A chaque fois, grâce à la montée au créneau des puissants syndicats policiers qui n’ont pas
particulièrement brillé dans la défense de l’officier Pichon. Dans son cas, les représentants du
personnels avaient même voté à l'unanimité avec ceux de l’administration en conseil de
discipline sa mise à la retraite d'office. Après coup Jean-Marc Bailleul, l’actuel secrétaire général
du syndicat des cadres de la sécurité intérieure qui n'avait pas voté, reconnaît que la sanction
était «disproportionnée». «Les flics condamnés au pénal et qui n’ont pas perdu leur poste ne sont
pas rares non plus, affirme Philippe Pichon. Rien que dans mon service à Coulommiers, j’en
avais deux, condamnés pour des violences familiales».
Mais la police n'aime pas ses «whistleblowers». Témoins récents les enquêteurs de la brigade
canine de Seine-et-Marne mutés de force en novembre 2012 après avoir dénoncé des dérives
dans leur service ou encore l’ancien policier de la BAC Nord de Marseille qui avait dénoncé les
pratiques de ses camarades, révoqué en août 2012. «Il y a une espèce de chape de plomb sur ce
ministère, se lamente Xavier Lameyre.
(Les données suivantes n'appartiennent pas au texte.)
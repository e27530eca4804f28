//! 리스크 매니저 API 서버.

use kquant_api::{router, AppState};
use kquant_calendar::KrxCalendar;
use kquant_core::{init_logging, AppConfig, LogConfig};
use kquant_data::{
    CachedPriceSource, MemoryMarketDataReader, MemoryPortfolioStore, MemoryPriceSource,
    MemoryStockDirectory, PgMarketDataReader, PgPortfolioStore, PgStockDirectory, PortfolioStore,
    PriceCache, PriceSource, ScoreReader, StockDirectory,
};
use kquant_risk::{PositionMonitor, PositionSizer, RiskEngine};
use std::sync::Arc;
use std::time::Duration;
use tracing::{error, info};

#[tokio::main]
async fn main() -> anyhow::Result<()> {
    if let Err(e) = init_logging(LogConfig::from_env()) {
        eprintln!("failed to initialize logging: {}", e);
        std::process::exit(1);
    }

    let config = match AppConfig::load_default() {
        Ok(config) => config,
        Err(e) => {
            error!(error = %e, "Configuration error, refusing to start");
            std::process::exit(1);
        }
    };

    let calendar = Arc::new(KrxCalendar::with_default_holidays());

    let (store, reader_inner, directory, prices, db_pool, redis): (
        Arc<dyn PortfolioStore>,
        Arc<dyn kquant_data::MarketDataReader>,
        Arc<dyn StockDirectory>,
        Arc<dyn PriceSource>,
        Option<sqlx::PgPool>,
        Option<Arc<PriceCache>>,
    ) = if config.execution.paper_trading {
        info!("Paper trading mode: in-memory backends");
        (
            Arc::new(MemoryPortfolioStore::new()),
            Arc::new(MemoryMarketDataReader::new()),
            Arc::new(MemoryStockDirectory::new()),
            Arc::new(MemoryPriceSource::new()),
            None,
            None,
        )
    } else {
        let pool = sqlx::postgres::PgPoolOptions::new()
            .max_connections(config.database.max_connections)
            .acquire_timeout(Duration::from_secs(config.database.connection_timeout_secs))
            .connect(&config.database.url)
            .await?;
        let cache = Arc::new(
            PriceCache::connect(&config.redis.url, config.redis.price_cache_ttl_secs).await?,
        );
        (
            Arc::new(PgPortfolioStore::new(pool.clone())),
            Arc::new(PgMarketDataReader::new(pool.clone())),
            Arc::new(PgStockDirectory::new(pool.clone())),
            Arc::new(CachedPriceSource::new(cache.clone())),
            Some(pool),
            Some(cache),
        )
    };

    let reader = Arc::new(ScoreReader::with_max_age(
        reader_inner,
        calendar.clone(),
        chrono::Duration::hours(config.risk.require_recent_data_hours),
    ));

    let monitor = Arc::new(PositionMonitor::new(
        store.clone(),
        prices,
        reader,
        config.risk.clone(),
    ));
    let engine = Arc::new(RiskEngine::new(store.clone(), config.risk.clone()));

    let state = Arc::new(AppState {
        store,
        directory,
        calendar,
        monitor,
        engine,
        sizer: PositionSizer::new(config.risk.clone()),
        risk: config.risk.clone(),
        metrics: Some(kquant_api::metrics::setup_metrics_recorder()),
        db_pool,
        redis,
        started_at: chrono::Utc::now(),
        version: env!("CARGO_PKG_VERSION").to_string(),
    });

    let addr = format!("{}:{}", config.server.host, config.server.port);
    info!(%addr, "Risk manager API listening");
    let listener = tokio::net::TcpListener::bind(&addr).await?;
    axum::serve(listener, router(state)).await?;
    Ok(())
}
C’est fou que les personnes qui dénoncent honnêtement
les dysfonctionnements soient celles rejetées, exclues, harcelées.» Alors que ses amis lui
conseillent de faire profil bas, Philippe Pichon conclut un sourire aux lèvres : «Ma chance serait
qu’un jour un gouvernement de gauche arrive au pouvoir».
----------------* Deux policiers de l’IGPN ont été entendus le 15 avril 2013 comme témoins assistés par la juge
d’instruction parisienne Sabine Kherys suite à une plainte déposée par Philippe Pichon pour «
faux en écritures publiques » par « dépositaires de l’autorité publique » (un crime passible des
assises) et « violation du secret de l’enquête et de l’instruction ».